Nick’s comments on the 17 Pounder thread inspired me to open this one.
32Bravo
The Rifles acquitted themselves quite well at Kidney Ridge, though, with their Six Pounders.
Nick
Of course. But the Afrika Corp had a field day for a bit until the Rats caught on…
32Bravo
Sure they did, as I mentioned elsewhere – learning curves.
But that’s way over-simplified; there were many reasons diverse and complex which compounded the problems of the Eighth Army operating in the Western Desert
For example: After WW1, many of the senior members of British cavalry regiments wanted to remain, or revert to being, horse regiments. This was their mentality, hence, charging against Rommel’s Afrika Korps.
I have mentioned some of the British Army officers’ attitudes above. Thye were not all like this, but when one puts it into perspective. WW1 was considered somewhat of a freak by many regular officers. Imagine, they were of the ‘hunting set’ and had spent years manning the outposts of the Empire. When WW1 finished, with these, it was a case of ‘Now we can get back to real soldiering!..Where’s my horse?’ To them the tank was an abomination (into the Valley of Death rode the Six Hundred).
The Germans, on the other hand, had studied armoured warfare, practised in Spain, adapted and improved their Division and Battlegroup methods.
Back to North Africa: Not all of the British generals in the early battles were totally incompetent. Take O’Connor. he used pretty much the same strategy as Rommel’s when he defeated the Italians. He later fell foul of the same mistakes as the Italians. However, he was the type of man to learn from his mistakes (back to learning curves).
Lines of communication. Until Malta was reinforced with Spitfires, the re-supply of the Eight Army involved sailing all the way around Africa and up through the Suez Canal. Rommel was supplied via Sicaly.
Seasoned troops. The Eight Army was leached of its better more seasoned troops to reinforce Greece and later Crete and Singapore.
Politically, the generals were under pressure to produce a victory always before they were ready to do so. Mainly because of manpower and equipment problems. The men had to be trained for desert warfare. the equipment had to be adapted to operate in the desert - and it was not usually of the standard of the Germans equipment. Apart from the obvious, such as tanks, the German ‘Jerrycan’ was far superior to anything the Brits had.
Winston Churchill threw down the Sunday Pictorial on the morning of August 11, 1940, with an angry scowl on his face. “We Have Wasted Brains!” blazed the headline to a slashingly critical article by Britain’s top military analyst, Captain B. H. Liddell Hart. Dominating the page was a photograph of a hawk-faced officer in the black beret of the Royal Tank Corps, former Major-General Percy Hobart. He was Liddell Hart’s classic example of Britain’s “wasted brains.”

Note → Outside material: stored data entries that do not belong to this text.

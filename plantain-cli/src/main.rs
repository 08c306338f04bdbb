use std::path::PathBuf;

use clap::{Parser, Subcommand};
use tracing::debug;

use plantain_cli::config::PlannerConfig;
use plantain_cli::forms::{
    BusinessCaseForm, FlowchartForm, InvestmentForm, LayoutForm, MarketForm, ProgressForm,
    ProjectionForm, QualityForm, RiskForm, SupplierForm,
};
use plantain_cli::report::{ModulesReport, OutputFormat, render};
use plantain_cli::{commands, logging};

// ─── CLI definition ──────────────────────────────────────────────────────────

/// Business planner for a plantain flour production venture.
///
/// Each subcommand is one planning module. Numeric options accept text;
/// blank, invalid or zero values fall back to the module's defaults.
#[derive(Debug, Parser)]
#[command(name = "plantain-planner", version)]
struct Cli {
    /// TOML file overriding calculator constants.
    #[arg(long, global = true)]
    config: Option<PathBuf>,

    /// Log filter, e.g. `debug` or `plantain_core=trace`.
    #[arg(long, global = true)]
    log_level: Option<String>,

    /// Append log records to this file.
    #[arg(long, global = true)]
    log_file: Option<PathBuf>,

    /// Suppress log output on the console.
    #[arg(long, global = true)]
    quiet: bool,

    /// Report format.
    #[arg(long, global = true, value_enum, default_value_t = OutputFormat::Text)]
    format: OutputFormat,

    #[command(subcommand)]
    command: Command,
}

#[derive(Debug, Subcommand)]
enum Command {
    /// List the planning modules.
    Modules,
    /// Capital allocation, investment requirements and staffing.
    Investment(InvestmentForm),
    /// Yield-based business case with break-even and revenue targets.
    BusinessCase(BusinessCaseForm),
    /// Operating revenue and cost projection.
    Projection(ProjectionForm),
    /// Factory layout, equipment and area allocation.
    Layout(LayoutForm),
    /// Procurement strategy and supplier profile.
    Suppliers(SupplierForm),
    /// Quarterly performance against targets.
    Progress(ProgressForm),
    /// Risk scores and mitigation strategies.
    Risk(RiskForm),
    /// Quality standard requirements and testing protocols.
    Quality(QualityForm),
    /// Market segments, shares, demand forecast and competitors.
    Market(MarketForm),
    /// Process chain walkthrough and analysis levels.
    Flowchart(FlowchartForm),
}

// ─── logging ─────────────────────────────────────────────────────────────────

/// Applies the logging flags on top of the default subscriber.
///
/// * `--log-level` replaces the filter (otherwise `RUST_LOG` or `info`).
/// * `--quiet` silences the console; a log file still receives records.
fn init_tracing(cli: &Cli) -> anyhow::Result<()> {
    logging::init_default_logging();

    if let Some(level) = &cli.log_level {
        logging::set_log_level(level)?;
    }
    if cli.quiet {
        logging::set_console_enabled(false)?;
    }
    if let Some(path) = &cli.log_file {
        logging::enable_file_logging(path)?;
    }
    Ok(())
}

// ─── entry point ─────────────────────────────────────────────────────────────

fn run(cli: &Cli) -> anyhow::Result<String> {
    let config = PlannerConfig::load(cli.config.as_deref())?;
    let format = cli.format;
    debug!(command = ?cli.command, "running");

    match &cli.command {
        Command::Modules => render(&ModulesReport::new(), format),
        Command::Investment(form) => render(&commands::investment(form, &config)?, format),
        Command::BusinessCase(form) => render(&commands::business_case(form, &config)?, format),
        Command::Projection(form) => render(&commands::projection(form, &config)?, format),
        Command::Layout(form) => render(&commands::layout(form)?, format),
        Command::Suppliers(form) => render(&commands::suppliers(form)?, format),
        Command::Progress(form) => render(&commands::progress(form)?, format),
        Command::Risk(form) => render(&commands::risk(form), format),
        Command::Quality(form) => render(&commands::quality(form), format),
        Command::Market(form) => render(&commands::market(form), format),
        Command::Flowchart(form) => render(&commands::flowchart(form)?, format),
    }
}

fn main() -> anyhow::Result<()> {
    let cli = Cli::parse();
    init_tracing(&cli)?;

    let output = run(&cli)?;
    print!("{output}");
    if !output.ends_with('\n') {
        println!();
    }
    Ok(())
}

Practical pioneer and developer of the now-dreaded Blitzkrieg technique and former commander of the world’s first permanent tank brigade, Hobart’s revolutionary innovations in armored warfare had won him international military fame – and special attention in Germany. Dire peril now threatened Britain, but General Hobart was not commanding British tanks. He wasn’t even in the Army. He had been found serving as a corporal in the Home Guard [overage men and other civilians otherwise unfit for regular military service, meagerly armed, whose “uniform” was an arm band] – the highest responsibility Britain’s military mandarins were willing to give to the progenitor of the Blitzkrieg…
[and the article continues]
…The most memorable tribute to Hobart came from Captain B. H. Liddell Hart, whose exposure of the Home Guard episode started the tank pioneer on the road back. All the high British commanders and most of the Americans had passed before the famed analyst in a living parade, as they pursued their careers and often aroused his criticism. Liddell Hart also knew the Germans well – perhaps better than any other military writer and thinker outside Germany. As Britain’s leading military brain, his judgment has many times been vindicated, although his warnings all too often went unheeded.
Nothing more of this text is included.